How a Pagan Philosopher Came to Believe the Scriptures Are from God
Written by Michael J. Kruger |
Tuesday, February 21, 2023
The Reformers…believed the truth of Scripture could be ascertained, by the help of the Holy Spirit, from the Scriptures themselves. This is what they meant when they said the Scriptures were self-authenticating. Such a reality should come as no surprise. After all Jesus said, “My sheep hear my voice, and I know them, and they follow me” (John 10:27).
It probably comes as no surprise that the most common question I receive from both Christians and non-Christians is “How do I know the Bible is the Word of God?” And the reason this question is at the top of the list is not hard to determine. The authority of the Bible is the foundation for everything that we believe as Christians. It is the source of our doctrine and our ethics. Thus, we need to be able to answer this question when asked.
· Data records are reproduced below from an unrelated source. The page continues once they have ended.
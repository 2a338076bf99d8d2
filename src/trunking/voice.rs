//! Voice call setup and teardown messages.

use crate::error::Result;
use crate::site::SiteData;
use crate::trunking::Direction;
use crate::trunking::consts::*;
use crate::trunking::fields::{Channel, ServiceOptions};
use crate::trunking::tsbk::TsbkPayload;
use crate::value::{FieldReader, FieldWriter};

/// Group voice channel request (inbound) or grant (outbound).
#[derive(Copy, Clone, Debug, Default, Eq, PartialEq)]
pub struct GrpVch {
    pub opts: ServiceOptions,
    /// Granted channel. An unset channel ID is filled with the site channel ID.
    pub channel: Channel,
    /// Send the channel ID as-is, even when unset.
    pub force_channel_id: bool,
    /// Talkgroup.
    pub dst_id: u16,
    /// Source radio.
    pub src_id: u32,
}

impl TsbkPayload for GrpVch {
    const OPCODE: u8 = IOSP_GRP_VCH;
    const DIRECTION: Option<Direction> = None;

    fn from_value(value: u64) -> Self {
        let mut r = FieldReader::new(value);

        GrpVch {
            opts: ServiceOptions::from_bits(r.take(8)),
            channel: Channel::from_bits(r.take(16)),
            force_channel_id: false,
            dst_id: r.take(16),
            src_id: r.take(24),
        }
    }

    fn to_value(&self, site: &SiteData) -> Result<u64> {
        let channel = if self.force_channel_id {
            self.channel
        } else {
            self.channel.with_default_id(site.channel_id)
        };

        Ok(FieldWriter::new()
            .field(8, self.opts.to_bits())
            .field(16, channel.to_bits())
            .field(16, self.dst_id)
            .field(24, self.src_id)
            .finish())
    }

    fn describe(dir: Direction) -> &'static str {
        match dir {
            Direction::Inbound => "TSBKO, IOSP_GRP_VCH (Group Voice Channel Request)",
            Direction::Outbound => "TSBKO, IOSP_GRP_VCH (Group Voice Channel Grant)",
        }
    }
}

/// Pair of ongoing group calls announced on the control channel.
#[derive(Copy, Clone, Debug, Default, Eq, PartialEq)]
pub struct GrpVchGrantUpd {
    pub channel_a: Channel,
    pub group_a: u16,
    pub channel_b: Channel,
    pub group_b: u16,
}

impl TsbkPayload for GrpVchGrantUpd {
    const OPCODE: u8 = OSP_GRP_VCH_GRANT_UPD;
    const DIRECTION: Option<Direction> = Some(Direction::Outbound);

    fn from_value(value: u64) -> Self {
        let mut r = FieldReader::new(value);

        GrpVchGrantUpd {
            channel_a: Channel::from_bits(r.take(16)),
            group_a: r.take(16),
            channel_b: Channel::from_bits(r.take(16)),
            group_b: r.take(16),
        }
    }

    fn to_value(&self, site: &SiteData) -> Result<u64> {
        Ok(FieldWriter::new()
            .field(16, self.channel_a.with_default_id(site.channel_id).to_bits())
            .field(16, self.group_a)
            .field(16, self.channel_b.with_default_id(site.channel_id).to_bits())
            .field(16, self.group_b)
            .finish())
    }

    fn describe(_: Direction) -> &'static str {
        "TSBKO, OSP_GRP_VCH_GRANT_UPD (Group Voice Channel Grant Update)"
    }
}

/// Unit to unit voice channel request.
#[derive(Copy, Clone, Debug, Default, Eq, PartialEq)]
pub struct UuVchReq {
    pub opts: ServiceOptions,
    /// Called radio.
    pub dst_id: u32,
    /// Calling radio.
    pub src_id: u32,
}

impl TsbkPayload for UuVchReq {
    const OPCODE: u8 = ISP_UU_VCH_REQ;
    const DIRECTION: Option<Direction> = Some(Direction::Inbound);

    fn from_value(value: u64) -> Self {
        let mut r = FieldReader::new(value);

        let opts = ServiceOptions::from_bits(r.take(8));
        r.skip(8);

        UuVchReq {
            opts,
            dst_id: r.take(24),
            src_id: r.take(24),
        }
    }

    fn to_value(&self, _: &SiteData) -> Result<u64> {
        Ok(FieldWriter::new()
            .field(8, self.opts.to_bits())
            .reserved(8)
            .field(24, self.dst_id)
            .field(24, self.src_id)
            .finish())
    }

    fn describe(_: Direction) -> &'static str {
        "TSBKO, ISP_UU_VCH_REQ (Unit-to-Unit Voice Channel Request)"
    }
}

/// Unit to unit voice channel grant.
#[derive(Copy, Clone, Debug, Default, Eq, PartialEq)]
pub struct UuVchGrant {
    /// Granted channel. An unset channel ID is filled with the site channel ID.
    pub channel: Channel,
    pub dst_id: u32,
    pub src_id: u32,
}

impl TsbkPayload for UuVchGrant {
    const OPCODE: u8 = OSP_UU_VCH_GRANT;
    const DIRECTION: Option<Direction> = Some(Direction::Outbound);

    fn from_value(value: u64) -> Self {
        let mut r = FieldReader::new(value);

        UuVchGrant {
            channel: Channel::from_bits(r.take(16)),
            dst_id: r.take(24),
            src_id: r.take(24),
        }
    }

    fn to_value(&self, site: &SiteData) -> Result<u64> {
        Ok(FieldWriter::new()
            .field(16, self.channel.with_default_id(site.channel_id).to_bits())
            .field(24, self.dst_id)
            .field(24, self.src_id)
            .finish())
    }

    fn describe(_: Direction) -> &'static str {
        "TSBKO, OSP_UU_VCH_GRANT (Unit-to-Unit Voice Channel Grant)"
    }
}

/// Unit to unit answer request (outbound) or response (inbound).
#[derive(Copy, Clone, Debug, Default, Eq, PartialEq)]
pub struct UuAns {
    pub opts: ServiceOptions,
    /// Answer given by the called radio, one of the `ANS_*` values.
    pub response: u8,
    pub dst_id: u32,
    pub src_id: u32,
}

impl TsbkPayload for UuAns {
    const OPCODE: u8 = IOSP_UU_ANS;
    const DIRECTION: Option<Direction> = None;

    fn from_value(value: u64) -> Self {
        let mut r = FieldReader::new(value);

        UuAns {
            opts: ServiceOptions::from_bits(r.take(8)),
            response: r.take(8),
            dst_id: r.take(24),
            src_id: r.take(24),
        }
    }

    fn to_value(&self, _: &SiteData) -> Result<u64> {
        Ok(FieldWriter::new()
            .field(8, self.opts.to_bits())
            .field(8, self.response)
            .field(24, self.dst_id)
            .field(24, self.src_id)
            .finish())
    }

    fn describe(dir: Direction) -> &'static str {
        match dir {
            Direction::Inbound => "TSBKO, IOSP_UU_ANS (Unit-to-Unit Answer Response)",
            Direction::Outbound => "TSBKO, IOSP_UU_ANS (Unit-to-Unit Answer Request)",
        }
    }
}

/// Call alert (page) from one radio to another.
#[derive(Copy, Clone, Debug, Default, Eq, PartialEq)]
pub struct CallAlrt {
    pub dst_id: u32,
    pub src_id: u32,
}

impl TsbkPayload for CallAlrt {
    const OPCODE: u8 = IOSP_CALL_ALRT;
    const DIRECTION: Option<Direction> = None;

    fn from_value(value: u64) -> Self {
        let mut r = FieldReader::new(value);
        r.skip(16);

        CallAlrt {
            dst_id: r.take(24),
            src_id: r.take(24),
        }
    }

    fn to_value(&self, _: &SiteData) -> Result<u64> {
        Ok(FieldWriter::new()
            .reserved(16)
            .field(24, self.dst_id)
            .field(24, self.src_id)
            .finish())
    }

    fn describe(dir: Direction) -> &'static str {
        match dir {
            Direction::Inbound => "TSBKO, IOSP_CALL_ALRT (Call Alert Request)",
            Direction::Outbound => "TSBKO, IOSP_CALL_ALRT (Call Alert)",
        }
    }
}

/// Termination or cancellation of a call on a voice channel.
#[derive(Copy, Clone, Debug, Default, Eq, PartialEq)]
pub struct CallTerm {
    /// Voice channel being released. An unset channel ID is filled with the site channel
    /// ID, but a non-zero one is sent as given rather than forced to the site's.
    pub channel: Channel,
    pub dst_id: u16,
    pub src_id: u32,
}

impl TsbkPayload for CallTerm {
    const OPCODE: u8 = OSP_DVM_LC_CALL_TERM;
    const MFID: u8 = MFID_DVM;
    const DIRECTION: Option<Direction> = Some(Direction::Outbound);

    fn from_value(value: u64) -> Self {
        let mut r = FieldReader::new(value);
        r.skip(8);

        CallTerm {
            channel: Channel::from_bits(r.take(16)),
            dst_id: r.take(16),
            src_id: r.take(24),
        }
    }

    fn to_value(&self, site: &SiteData) -> Result<u64> {
        Ok(FieldWriter::new()
            .reserved(8)
            .field(16, self.channel.with_default_id(site.channel_id).to_bits())
            .field(16, self.dst_id)
            .field(24, self.src_id)
            .finish())
    }

    fn describe(_: Direction) -> &'static str {
        "LC_CALL_TERM (Call Termination or Cancellation)"
    }
}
Let me say from the outset that there is not just one answer to this question. I think there are many ways that Christians can come to know the Scriptures are from God. God can certainly use historical evidences to convince us of the truth of his Word (though it is important to understand the limitations of evidence). And God can use the testimony of the church to convince us of the truth of his Word (I cover the details of this in my book Canon Revisited).
But, it is noteworthy that throughout the history of the church many Christians have ascertained the divine origins of the Bible in yet another way: they read it. Rather than being persuaded through a deep dive into the historical evidences, many have come to believe the Bible is from God by observing its distinctive character and power.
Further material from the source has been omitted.